┌─ Supplied entries

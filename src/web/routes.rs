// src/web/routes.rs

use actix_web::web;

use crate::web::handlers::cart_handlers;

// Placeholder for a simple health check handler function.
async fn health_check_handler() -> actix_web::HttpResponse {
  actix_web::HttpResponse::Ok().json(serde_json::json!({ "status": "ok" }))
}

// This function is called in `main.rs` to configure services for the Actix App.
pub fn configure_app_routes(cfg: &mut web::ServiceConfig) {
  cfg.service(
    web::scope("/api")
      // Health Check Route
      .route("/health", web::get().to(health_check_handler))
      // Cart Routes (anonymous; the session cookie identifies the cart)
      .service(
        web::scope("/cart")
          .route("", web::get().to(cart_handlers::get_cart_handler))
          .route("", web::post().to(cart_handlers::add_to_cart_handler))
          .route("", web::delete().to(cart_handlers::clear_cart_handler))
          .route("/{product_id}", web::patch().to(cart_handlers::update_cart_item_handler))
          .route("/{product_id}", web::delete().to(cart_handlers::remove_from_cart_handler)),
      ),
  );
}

└─
┌─ Supplied entries

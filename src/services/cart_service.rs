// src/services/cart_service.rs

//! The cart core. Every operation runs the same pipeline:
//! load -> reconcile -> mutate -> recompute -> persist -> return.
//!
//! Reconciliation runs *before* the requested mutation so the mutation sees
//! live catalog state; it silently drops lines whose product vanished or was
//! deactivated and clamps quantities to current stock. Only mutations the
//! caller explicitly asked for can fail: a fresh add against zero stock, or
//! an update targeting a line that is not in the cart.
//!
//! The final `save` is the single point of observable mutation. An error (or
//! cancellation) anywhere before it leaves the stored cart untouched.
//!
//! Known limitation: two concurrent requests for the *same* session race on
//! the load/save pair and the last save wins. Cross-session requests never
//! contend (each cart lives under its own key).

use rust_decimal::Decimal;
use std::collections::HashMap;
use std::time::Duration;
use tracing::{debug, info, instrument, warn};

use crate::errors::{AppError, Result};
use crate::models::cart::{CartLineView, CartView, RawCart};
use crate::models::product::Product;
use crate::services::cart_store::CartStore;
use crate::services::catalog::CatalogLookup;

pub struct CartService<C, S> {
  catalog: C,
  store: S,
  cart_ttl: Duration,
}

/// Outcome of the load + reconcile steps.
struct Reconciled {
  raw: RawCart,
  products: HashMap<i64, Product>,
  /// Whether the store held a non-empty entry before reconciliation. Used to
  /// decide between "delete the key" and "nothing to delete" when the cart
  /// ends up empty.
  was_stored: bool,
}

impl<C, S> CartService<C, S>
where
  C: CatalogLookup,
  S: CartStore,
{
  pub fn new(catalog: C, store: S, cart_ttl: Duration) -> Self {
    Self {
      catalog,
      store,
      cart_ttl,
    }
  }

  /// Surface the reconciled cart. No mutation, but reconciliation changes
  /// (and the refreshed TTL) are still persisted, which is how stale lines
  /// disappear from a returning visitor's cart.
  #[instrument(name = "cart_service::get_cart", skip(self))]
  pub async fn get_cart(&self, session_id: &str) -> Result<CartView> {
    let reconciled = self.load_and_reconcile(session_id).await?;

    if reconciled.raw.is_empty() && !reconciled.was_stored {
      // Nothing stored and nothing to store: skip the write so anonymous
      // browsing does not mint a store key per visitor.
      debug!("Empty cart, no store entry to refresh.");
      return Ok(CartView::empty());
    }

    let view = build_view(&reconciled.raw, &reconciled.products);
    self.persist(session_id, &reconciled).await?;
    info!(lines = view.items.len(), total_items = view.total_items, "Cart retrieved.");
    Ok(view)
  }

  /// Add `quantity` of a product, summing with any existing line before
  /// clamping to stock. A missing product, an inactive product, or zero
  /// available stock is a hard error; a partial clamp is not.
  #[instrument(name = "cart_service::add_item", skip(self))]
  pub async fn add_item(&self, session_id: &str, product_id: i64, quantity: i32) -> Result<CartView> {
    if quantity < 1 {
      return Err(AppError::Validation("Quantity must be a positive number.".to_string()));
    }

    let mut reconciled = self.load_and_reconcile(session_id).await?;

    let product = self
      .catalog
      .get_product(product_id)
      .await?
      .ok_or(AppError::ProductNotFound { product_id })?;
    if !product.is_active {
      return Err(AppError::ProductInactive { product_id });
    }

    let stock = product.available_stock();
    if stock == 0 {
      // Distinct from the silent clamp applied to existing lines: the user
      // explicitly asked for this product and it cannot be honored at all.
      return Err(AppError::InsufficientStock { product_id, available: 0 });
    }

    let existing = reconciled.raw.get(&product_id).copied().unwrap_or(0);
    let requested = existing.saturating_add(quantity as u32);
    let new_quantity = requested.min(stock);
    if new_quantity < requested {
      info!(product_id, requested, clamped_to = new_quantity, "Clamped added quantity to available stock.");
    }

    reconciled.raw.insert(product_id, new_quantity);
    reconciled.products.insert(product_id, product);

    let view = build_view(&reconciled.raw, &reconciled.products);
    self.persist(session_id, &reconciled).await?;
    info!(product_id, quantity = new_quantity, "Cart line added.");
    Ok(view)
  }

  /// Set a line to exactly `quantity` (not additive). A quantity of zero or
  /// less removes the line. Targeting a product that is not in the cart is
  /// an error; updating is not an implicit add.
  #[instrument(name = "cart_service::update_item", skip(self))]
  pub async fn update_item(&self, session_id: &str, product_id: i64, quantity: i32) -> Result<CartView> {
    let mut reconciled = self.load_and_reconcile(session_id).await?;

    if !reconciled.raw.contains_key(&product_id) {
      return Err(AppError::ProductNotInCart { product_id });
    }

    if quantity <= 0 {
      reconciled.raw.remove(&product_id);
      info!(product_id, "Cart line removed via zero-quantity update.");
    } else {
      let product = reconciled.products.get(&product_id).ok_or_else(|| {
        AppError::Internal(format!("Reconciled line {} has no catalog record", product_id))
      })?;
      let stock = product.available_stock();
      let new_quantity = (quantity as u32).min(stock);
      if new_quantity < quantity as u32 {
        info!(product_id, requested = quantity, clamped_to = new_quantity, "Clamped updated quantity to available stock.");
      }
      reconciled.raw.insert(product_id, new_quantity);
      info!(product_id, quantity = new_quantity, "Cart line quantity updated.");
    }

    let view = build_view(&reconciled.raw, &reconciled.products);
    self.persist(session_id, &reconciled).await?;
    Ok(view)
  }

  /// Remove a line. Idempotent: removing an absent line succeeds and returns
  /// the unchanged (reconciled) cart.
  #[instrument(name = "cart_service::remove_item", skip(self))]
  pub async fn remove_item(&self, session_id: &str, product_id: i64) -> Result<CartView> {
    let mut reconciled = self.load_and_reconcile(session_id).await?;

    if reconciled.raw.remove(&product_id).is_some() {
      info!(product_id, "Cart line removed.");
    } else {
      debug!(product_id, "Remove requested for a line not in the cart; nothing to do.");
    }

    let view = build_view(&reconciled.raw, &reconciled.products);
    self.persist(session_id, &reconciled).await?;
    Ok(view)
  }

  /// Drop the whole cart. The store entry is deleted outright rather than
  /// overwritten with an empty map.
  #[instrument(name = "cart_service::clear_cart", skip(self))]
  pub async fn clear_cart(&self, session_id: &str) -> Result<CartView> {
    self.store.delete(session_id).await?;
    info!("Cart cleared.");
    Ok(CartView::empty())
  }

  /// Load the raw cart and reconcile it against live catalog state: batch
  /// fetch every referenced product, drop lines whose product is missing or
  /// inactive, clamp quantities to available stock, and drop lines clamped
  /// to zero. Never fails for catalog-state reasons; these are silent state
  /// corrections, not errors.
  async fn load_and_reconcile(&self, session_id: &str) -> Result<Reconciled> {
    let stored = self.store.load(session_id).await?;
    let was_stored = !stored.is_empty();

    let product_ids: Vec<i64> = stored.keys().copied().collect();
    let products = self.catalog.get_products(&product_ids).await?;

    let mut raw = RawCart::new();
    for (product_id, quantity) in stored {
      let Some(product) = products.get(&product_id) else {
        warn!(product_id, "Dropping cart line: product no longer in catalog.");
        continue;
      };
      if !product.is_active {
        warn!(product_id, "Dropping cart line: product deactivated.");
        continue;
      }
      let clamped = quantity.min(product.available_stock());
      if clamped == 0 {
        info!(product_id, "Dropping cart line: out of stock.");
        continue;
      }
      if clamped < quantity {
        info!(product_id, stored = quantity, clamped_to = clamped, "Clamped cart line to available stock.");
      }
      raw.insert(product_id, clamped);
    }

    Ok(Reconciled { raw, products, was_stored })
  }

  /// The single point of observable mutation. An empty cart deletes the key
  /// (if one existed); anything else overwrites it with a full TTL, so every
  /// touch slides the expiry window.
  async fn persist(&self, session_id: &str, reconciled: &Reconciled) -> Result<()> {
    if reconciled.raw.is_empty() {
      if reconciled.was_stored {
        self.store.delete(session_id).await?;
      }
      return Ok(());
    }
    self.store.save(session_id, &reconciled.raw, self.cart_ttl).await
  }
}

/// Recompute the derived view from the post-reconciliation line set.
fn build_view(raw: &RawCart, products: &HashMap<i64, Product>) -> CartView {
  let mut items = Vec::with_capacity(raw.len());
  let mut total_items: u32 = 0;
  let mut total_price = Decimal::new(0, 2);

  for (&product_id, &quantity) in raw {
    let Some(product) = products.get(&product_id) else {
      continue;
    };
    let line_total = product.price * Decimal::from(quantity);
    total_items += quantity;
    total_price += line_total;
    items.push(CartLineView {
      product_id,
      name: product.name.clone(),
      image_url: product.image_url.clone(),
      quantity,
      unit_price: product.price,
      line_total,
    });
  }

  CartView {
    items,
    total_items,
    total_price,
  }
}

└─

Task description => Set down only the lines above that fall between the line holding "when the cart" and the line holding "existing line before", inclusive, keeping each exact.

Response =>
  /// decide between "delete the key" and "nothing to delete" when the cart
  /// ends up empty.
  was_stored: bool,
}

impl<C, S> CartService<C, S>
where
  C: CatalogLookup,
  S: CartStore,
{
  pub fn new(catalog: C, store: S, cart_ttl: Duration) -> Self {
    Self {
      catalog,
      store,
      cart_ttl,
    }
  }

  /// Surface the reconciled cart. No mutation, but reconciliation changes
  /// (and the refreshed TTL) are still persisted, which is how stale lines
  /// disappear from a returning visitor's cart.
  #[instrument(name = "cart_service::get_cart", skip(self))]
  pub async fn get_cart(&self, session_id: &str) -> Result<CartView> {
    let reconciled = self.load_and_reconcile(session_id).await?;

    if reconciled.raw.is_empty() && !reconciled.was_stored {
      // Nothing stored and nothing to store: skip the write so anonymous
      // browsing does not mint a store key per visitor.
      debug!("Empty cart, no store entry to refresh.");
      return Ok(CartView::empty());
    }

    let view = build_view(&reconciled.raw, &reconciled.products);
    self.persist(session_id, &reconciled).await?;
    info!(lines = view.items.len(), total_items = view.total_items, "Cart retrieved.");
    Ok(view)
  }

  /// Add `quantity` of a product, summing with any existing line before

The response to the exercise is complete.